Requirement:
Report each line of the data that contains the string "cancel".
= = = = =
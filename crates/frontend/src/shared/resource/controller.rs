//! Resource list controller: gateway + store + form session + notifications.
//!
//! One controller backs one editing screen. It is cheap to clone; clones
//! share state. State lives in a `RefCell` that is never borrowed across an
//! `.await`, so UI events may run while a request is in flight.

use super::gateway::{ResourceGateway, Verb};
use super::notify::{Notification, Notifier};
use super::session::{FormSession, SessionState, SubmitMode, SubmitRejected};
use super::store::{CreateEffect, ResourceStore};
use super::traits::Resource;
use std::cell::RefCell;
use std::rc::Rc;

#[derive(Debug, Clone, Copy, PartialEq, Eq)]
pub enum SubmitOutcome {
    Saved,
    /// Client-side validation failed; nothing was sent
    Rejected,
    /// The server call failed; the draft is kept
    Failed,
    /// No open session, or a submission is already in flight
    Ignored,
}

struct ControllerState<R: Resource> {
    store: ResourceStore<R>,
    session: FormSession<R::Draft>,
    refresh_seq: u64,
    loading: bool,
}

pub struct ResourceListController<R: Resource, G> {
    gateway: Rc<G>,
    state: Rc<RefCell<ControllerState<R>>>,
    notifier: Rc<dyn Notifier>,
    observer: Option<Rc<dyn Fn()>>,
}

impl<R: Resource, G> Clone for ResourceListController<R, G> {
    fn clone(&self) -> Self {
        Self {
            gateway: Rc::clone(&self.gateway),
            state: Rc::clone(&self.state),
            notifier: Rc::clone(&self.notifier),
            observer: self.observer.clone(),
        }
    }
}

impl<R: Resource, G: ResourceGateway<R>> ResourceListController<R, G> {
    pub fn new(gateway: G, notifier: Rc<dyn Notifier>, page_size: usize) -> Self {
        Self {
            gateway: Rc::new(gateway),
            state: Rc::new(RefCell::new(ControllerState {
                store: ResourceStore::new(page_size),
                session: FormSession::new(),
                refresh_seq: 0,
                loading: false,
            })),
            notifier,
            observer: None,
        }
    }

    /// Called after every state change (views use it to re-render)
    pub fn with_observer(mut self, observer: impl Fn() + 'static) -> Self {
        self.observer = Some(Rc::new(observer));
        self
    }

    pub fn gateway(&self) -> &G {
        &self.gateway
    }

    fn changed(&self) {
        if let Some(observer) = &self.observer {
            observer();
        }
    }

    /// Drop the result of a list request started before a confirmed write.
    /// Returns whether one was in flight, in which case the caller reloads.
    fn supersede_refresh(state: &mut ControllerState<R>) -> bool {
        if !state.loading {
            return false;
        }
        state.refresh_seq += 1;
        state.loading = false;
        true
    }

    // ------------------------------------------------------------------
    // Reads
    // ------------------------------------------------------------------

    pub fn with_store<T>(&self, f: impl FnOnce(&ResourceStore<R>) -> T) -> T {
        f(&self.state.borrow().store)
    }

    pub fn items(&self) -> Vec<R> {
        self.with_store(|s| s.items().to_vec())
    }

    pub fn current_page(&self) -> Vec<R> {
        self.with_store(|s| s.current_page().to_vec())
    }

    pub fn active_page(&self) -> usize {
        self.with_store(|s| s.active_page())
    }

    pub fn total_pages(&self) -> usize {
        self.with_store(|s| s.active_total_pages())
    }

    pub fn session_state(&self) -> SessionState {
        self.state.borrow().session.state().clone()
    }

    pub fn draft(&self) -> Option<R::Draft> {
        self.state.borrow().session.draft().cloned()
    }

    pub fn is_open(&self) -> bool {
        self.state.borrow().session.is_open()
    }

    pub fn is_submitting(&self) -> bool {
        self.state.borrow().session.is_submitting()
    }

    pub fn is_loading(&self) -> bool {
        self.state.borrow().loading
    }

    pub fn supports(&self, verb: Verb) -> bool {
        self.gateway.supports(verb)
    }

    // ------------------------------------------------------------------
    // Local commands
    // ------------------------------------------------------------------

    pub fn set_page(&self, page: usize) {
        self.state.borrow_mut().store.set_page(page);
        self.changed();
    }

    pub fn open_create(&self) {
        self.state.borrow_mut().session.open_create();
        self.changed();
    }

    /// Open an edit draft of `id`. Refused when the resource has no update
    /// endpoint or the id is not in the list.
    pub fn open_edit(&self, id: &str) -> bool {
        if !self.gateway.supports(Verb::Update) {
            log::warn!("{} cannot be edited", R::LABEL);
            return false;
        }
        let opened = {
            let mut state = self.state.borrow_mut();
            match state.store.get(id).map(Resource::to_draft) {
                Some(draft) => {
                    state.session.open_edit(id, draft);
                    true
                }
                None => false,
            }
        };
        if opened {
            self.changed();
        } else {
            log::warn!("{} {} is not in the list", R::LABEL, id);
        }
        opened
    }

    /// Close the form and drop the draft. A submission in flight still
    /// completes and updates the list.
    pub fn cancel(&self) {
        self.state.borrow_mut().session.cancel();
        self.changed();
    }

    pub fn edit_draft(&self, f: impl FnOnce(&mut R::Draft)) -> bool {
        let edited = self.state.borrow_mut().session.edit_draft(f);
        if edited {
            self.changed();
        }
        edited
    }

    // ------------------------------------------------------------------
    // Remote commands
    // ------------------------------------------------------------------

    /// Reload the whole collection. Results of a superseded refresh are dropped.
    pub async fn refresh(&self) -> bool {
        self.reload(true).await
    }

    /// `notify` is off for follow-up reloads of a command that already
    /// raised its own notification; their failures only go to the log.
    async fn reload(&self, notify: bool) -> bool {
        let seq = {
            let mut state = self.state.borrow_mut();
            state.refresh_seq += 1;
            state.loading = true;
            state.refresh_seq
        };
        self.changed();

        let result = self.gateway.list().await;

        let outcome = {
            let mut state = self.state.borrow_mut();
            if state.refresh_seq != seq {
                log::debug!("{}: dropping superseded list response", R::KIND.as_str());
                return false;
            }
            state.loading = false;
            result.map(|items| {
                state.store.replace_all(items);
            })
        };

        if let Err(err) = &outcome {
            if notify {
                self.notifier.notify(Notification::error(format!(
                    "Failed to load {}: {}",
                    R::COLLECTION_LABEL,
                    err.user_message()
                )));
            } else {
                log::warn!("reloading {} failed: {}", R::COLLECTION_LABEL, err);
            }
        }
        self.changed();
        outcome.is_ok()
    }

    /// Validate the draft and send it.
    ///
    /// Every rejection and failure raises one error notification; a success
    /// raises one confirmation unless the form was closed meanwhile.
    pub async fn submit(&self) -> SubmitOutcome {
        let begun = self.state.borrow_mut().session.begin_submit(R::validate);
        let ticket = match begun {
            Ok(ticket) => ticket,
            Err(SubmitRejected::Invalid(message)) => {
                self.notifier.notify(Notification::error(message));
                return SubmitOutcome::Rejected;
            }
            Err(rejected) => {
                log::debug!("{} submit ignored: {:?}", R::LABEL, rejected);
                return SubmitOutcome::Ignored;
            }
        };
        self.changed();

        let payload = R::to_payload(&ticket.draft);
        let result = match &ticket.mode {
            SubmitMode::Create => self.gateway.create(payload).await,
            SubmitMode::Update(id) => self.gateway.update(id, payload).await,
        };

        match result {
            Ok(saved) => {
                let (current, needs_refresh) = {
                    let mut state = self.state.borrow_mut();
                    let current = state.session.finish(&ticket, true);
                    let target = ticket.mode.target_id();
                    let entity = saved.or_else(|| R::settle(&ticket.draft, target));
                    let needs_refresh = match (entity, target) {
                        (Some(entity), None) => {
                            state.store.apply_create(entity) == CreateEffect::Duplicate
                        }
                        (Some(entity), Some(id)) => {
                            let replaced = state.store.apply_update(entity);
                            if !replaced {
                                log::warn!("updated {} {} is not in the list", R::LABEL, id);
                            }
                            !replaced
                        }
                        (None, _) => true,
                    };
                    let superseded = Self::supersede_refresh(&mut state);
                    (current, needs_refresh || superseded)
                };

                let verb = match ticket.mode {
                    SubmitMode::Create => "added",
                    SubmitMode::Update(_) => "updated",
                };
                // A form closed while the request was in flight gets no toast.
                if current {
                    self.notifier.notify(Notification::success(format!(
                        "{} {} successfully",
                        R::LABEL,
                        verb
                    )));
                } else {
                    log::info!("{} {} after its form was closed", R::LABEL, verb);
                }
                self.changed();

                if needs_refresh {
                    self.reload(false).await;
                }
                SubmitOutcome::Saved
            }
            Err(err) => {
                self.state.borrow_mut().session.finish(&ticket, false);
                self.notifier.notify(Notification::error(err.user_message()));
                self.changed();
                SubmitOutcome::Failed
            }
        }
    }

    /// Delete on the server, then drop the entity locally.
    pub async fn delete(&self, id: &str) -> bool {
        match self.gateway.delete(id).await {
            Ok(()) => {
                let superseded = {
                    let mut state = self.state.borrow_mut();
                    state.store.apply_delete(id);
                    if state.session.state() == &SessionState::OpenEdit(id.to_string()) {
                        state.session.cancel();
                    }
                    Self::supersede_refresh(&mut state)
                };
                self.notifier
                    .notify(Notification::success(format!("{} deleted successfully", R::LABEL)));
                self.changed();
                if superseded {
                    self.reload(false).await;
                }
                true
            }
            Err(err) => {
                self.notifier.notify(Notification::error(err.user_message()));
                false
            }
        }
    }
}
= = = = =
Final answer:
    pub fn cancel(&self) {
        self.state.borrow_mut().session.cancel();
                        state.session.cancel();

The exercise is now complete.